A quelques jours des élections régionales, une étude de Marjorie Jouen, conseillère de l’Institut Jacques Delors, est publiée sur le site de Notre Europe. L’occasion pour le think tank européen d’en découdre quelque peu avec l’architecture territoriale à la française, tout en égratignant au passage certains aspects de la gouvernance européenne. Un document articulé en trois parties, « à travers trois prismes européens différents », selon l’expression de l’auteure.

Peu de chances de "bond" économique pour les nouvelles régions

1/ La première partie offre une analyse sous l’angle économique, politico-institutionnel et au regard de la politique de cohésion de l’impact attendu de la fusion et de la naissance de « grandes régions ».

Pour la conseillère de l’Institut Jacques Delors, « cette réforme, visant principalement à réunir des régions riches et des régions pauvres, entraînera seulement un rééquilibrage national », et les nouveaux périmètres viennent satisfaire « des critères administratifs de proximité mais pas des critères de compétitivité ou de résilience », le risque de voir les nouvelles régions quitter la catégorie avantageuse des « régions en transition » semblant cependant écarté.

Sur le plan économique, « même si leur situation économique réelle s’améliore au cours des 7 prochaines années, note l’auteure, il y a peu de chances qu’elles [les nouvelles régions] enregistrent le “bond” dont la fusion peut donner l’illusion ».

L’évolution actuelle n'est pas celle de « l’Europe des régions », un slogan remisé au placard

2/ La deuxième partie du document replace la réforme française dans le contexte politique et institutionnel européen actuel.

L’auteure considère qu’« il n’existe aucune “norme” européenne sur la taille optimale des régions » et que « la réussite économique des régions-capitales dans la dernière décennie s’explique surtout par la fonction politique de la ville principale » ; elle rappelle le climat de recentralisation nationale des politiques européennes en répercussion à la crise financière de 2008 avec la mise en place de nouveaux instruments de gouvernance économique et financière, ainsi que les tensions nées des forces centrifuges régionalistes dans plusieurs Etats membres qui créent un climat où « la création des “grandes régions” paraît désynchronisée ».

Pour la conseillère, « le slogan de l’Europe des régions, parfois utilisé dans les années 90 pour décrire une perspective d’évolution de l’Union européenne, semble définitivement remisé au placard », alors même que l’Europe de Bruxelles se montre finalement plus accueillante aux revendications d’Etats sécessionnistes comme la Catalogne qu’aux demandes des régions((Réflexion de l'auteure : « Force est de constater que dans son fonctionnement l’UE réserve un traitement bien plus enviable aux intérêts portés par ces pays que ceux des régions, fussent-elles plus peuplées et économiquement plus fortes.

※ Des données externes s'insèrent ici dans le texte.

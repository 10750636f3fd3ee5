use chrono::{DateTime, NaiveDate, Utc};
use thiserror::Error;

use crate::catalog::{AddOn, RoomCategory};
use crate::domain::reservation::{
    EvidenceId, GuestIdentity, PaymentMethod, ReferenceCode, Reservation, ReservationId,
    ReservationStatus,
};
use crate::pricing::{quote_stay, StayInput, StayQuote};

/// Evidence images are capped at 5 MB and restricted to common image types.
pub const MAX_EVIDENCE_BYTES: u64 = 5 * 1024 * 1024;
pub const ALLOWED_EVIDENCE_EXTENSIONS: [&str; 4] = ["jpg", "jpeg", "png", "gif"];

/// Strictly ordered booking phases. Payment branches internally by method;
/// the sequence itself never branches.
#[derive(Clone, Copy, Debug, PartialEq, Eq, PartialOrd, Ord)]
pub enum BookingPhase {
    RoomSelection,
    GuestDetails,
    AddOns,
    Review,
    Payment,
    Confirmation,
}

impl BookingPhase {
    pub fn as_str(&self) -> &'static str {
        match self {
            Self::RoomSelection => "room_selection",
            Self::GuestDetails => "guest_details",
            Self::AddOns => "add_ons",
            Self::Review => "review",
            Self::Payment => "payment",
            Self::Confirmation => "confirmation",
        }
    }

    fn next(&self) -> Option<Self> {
        match self {
            Self::RoomSelection => Some(Self::GuestDetails),
            Self::GuestDetails => Some(Self::AddOns),
            Self::AddOns => Some(Self::Review),
            Self::Review => Some(Self::Payment),
            Self::Payment => Some(Self::Confirmation),
            Self::Confirmation => None,
        }
    }

    fn previous(&self) -> Option<Self> {
        match self {
            Self::RoomSelection => None,
            Self::GuestDetails => Some(Self::RoomSelection),
            Self::AddOns => Some(Self::GuestDetails),
            Self::Review => Some(Self::AddOns),
            Self::Payment => Some(Self::Review),
            Self::Confirmation => None,
        }
    }
}

/// Card brand detected from the leading digits, for the payment summary.
#[derive(Clone, Copy, Debug, PartialEq, Eq)]
pub enum CardBrand {
    Visa,
    Mastercard,
    Amex,
    Discover,
}

impl CardBrand {
    pub fn detect(number: &str) -> Option<Self> {
        let digits: String = number.chars().filter(char::is_ascii_digit).collect();
        if digits.starts_with('4') {
            Some(Self::Visa)
        } else if matches!(digits.get(..2), Some("51" | "52" | "53" | "54" | "55")) {
            Some(Self::Mastercard)
        } else if matches!(digits.get(..2), Some("34" | "37")) {
            Some(Self::Amex)
        } else if digits.starts_with("6011") || digits.starts_with("65") {
            Some(Self::Discover)
        } else {
            None
        }
    }
}

/// Uploaded proof-of-payment image, validated before the store sees it.
#[derive(Clone, Debug, PartialEq, Eq)]
pub struct EvidenceFile {
    pub file_name: String,
    pub data: Vec<u8>,
}

impl EvidenceFile {
    pub fn byte_len(&self) -> u64 {
        self.data.len() as u64
    }

    pub fn extension(&self) -> Option<&str> {
        self.file_name.rsplit_once('.').map(|(_, extension)| extension)
    }

    pub fn validate(&self) -> Result<(), WizardError> {
        if self.byte_len() > MAX_EVIDENCE_BYTES {
            return Err(WizardError::EvidenceTooLarge { byte_len: self.byte_len() });
        }
        let extension = self.extension().unwrap_or("").to_ascii_lowercase();
        if !ALLOWED_EVIDENCE_EXTENSIONS.contains(&extension.as_str()) {
            return Err(WizardError::EvidenceBadType { extension });
        }
        Ok(())
    }
}
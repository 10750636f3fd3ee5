mod bootstrap;

use anyhow::Result;
use chrono::Utc;
use liwa_core::config::{AppConfig, LoadOptions};
use tokio::io::{AsyncBufReadExt, AsyncWriteExt, BufReader};

fn init_logging(config: &AppConfig) {
    use liwa_core::config::LogFormat::*;
    use tracing::Level;

    let log_level = config.logging.level.parse::<Level>().unwrap_or(Level::INFO);

    match config.logging.format {
        Compact => {
            tracing_subscriber::fmt().with_target(false).with_max_level(log_level).compact().init();
        }
        Pretty => {
            tracing_subscriber::fmt().with_target(false).with_max_level(log_level).pretty().init();
        }
        Json => {
            tracing_subscriber::fmt().with_target(false).with_max_level(log_level).json().init();
        }
    }
}

#[tokio::main]
async fn main() -> Result<()> {
    run().await
}

pub async fn run() -> Result<()> {
    // Load config and initialize logging before any other operations
    let config = AppConfig::load(LoadOptions::default())?;
    init_logging(&config);

    let mut app = bootstrap::bootstrap_with_config(config).await?;

    tracing::info!(event_name = "server_started", "liwa reservation agent started");

    let mut lines = BufReader::new(tokio::io::stdin()).lines();
    let mut stdout = tokio::io::stdout();
    stdout.write_all(b"> ").await?;
    stdout.flush().await?;

    loop {
        tokio::select! {
            line = lines.next_line() => {
                let Some(line) = line? else { break };
                let trimmed = line.trim();
                if trimmed.is_empty() {
                    stdout.write_all(b"> ").await?;
                    stdout.flush().await?;
                    continue;
                }

                let today = Utc::now().date_naive();
                match app.orchestrator.handle_turn(trimmed, today).await {
                    Ok(reply) => {
                        stdout.write_all(reply.as_bytes()).await?;
                        stdout.write_all(b"\n> ").await?;
                        stdout.flush().await?;
                    }
                    Err(error) => {
                        tracing::error!(event_name = "turn_failed", error = %error);
                        stdout
                            .write_all(b"Something went wrong on our side. Please try again.\n> ")
                            .await?;
                        stdout.flush().await?;
                    }
                }
            }
            _ = tokio::signal::ctrl_c() => break,
        }
    }

    tracing::info!(event_name = "server_stopping", "liwa reservation agent stopping");
    app.db_pool.close().await;

    Ok(())
}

Règles de vote au Conseil, représentation à la Commission, au Parlement européen, à la Cour de Justice, à la Banque centrale, à la Cour des comptes et autres, constituent autant “d’avantages” qu’une sécession permettrait d’obtenir ».)).

Le système français, jugé non performant car ni unitaire, ni fédéral

3/ La troisième partie évalue la portée de la réforme régionale française au regard de la gouvernance à multi-niveaux qui caractérise l’Union européenne.

L’occasion pour Marjorie Jouen de remarquer qu’« en ne réduisant pas le nombre des communes, la réforme ne résout pas le problème de la fragmentation qui a un impact négatif sur la croissance économique » et que le système français, « de plus en plus hybride » reste éloigné des « deux modèles de gouvernance les plus performants en Europe », ou « modèles “ purs” », que sont le modèle centralisé et unitaire, d’une part, le modèle fédéral, d’autre part.

Enfin, cette 3e partie se conclut sur le satisfecit décerné à « la création des métropoles qui fait sens pour les observateurs européens », à la différence de la réforme régionale.

« Indice de fragmentation » de l’OCDE : la France « bien » placée…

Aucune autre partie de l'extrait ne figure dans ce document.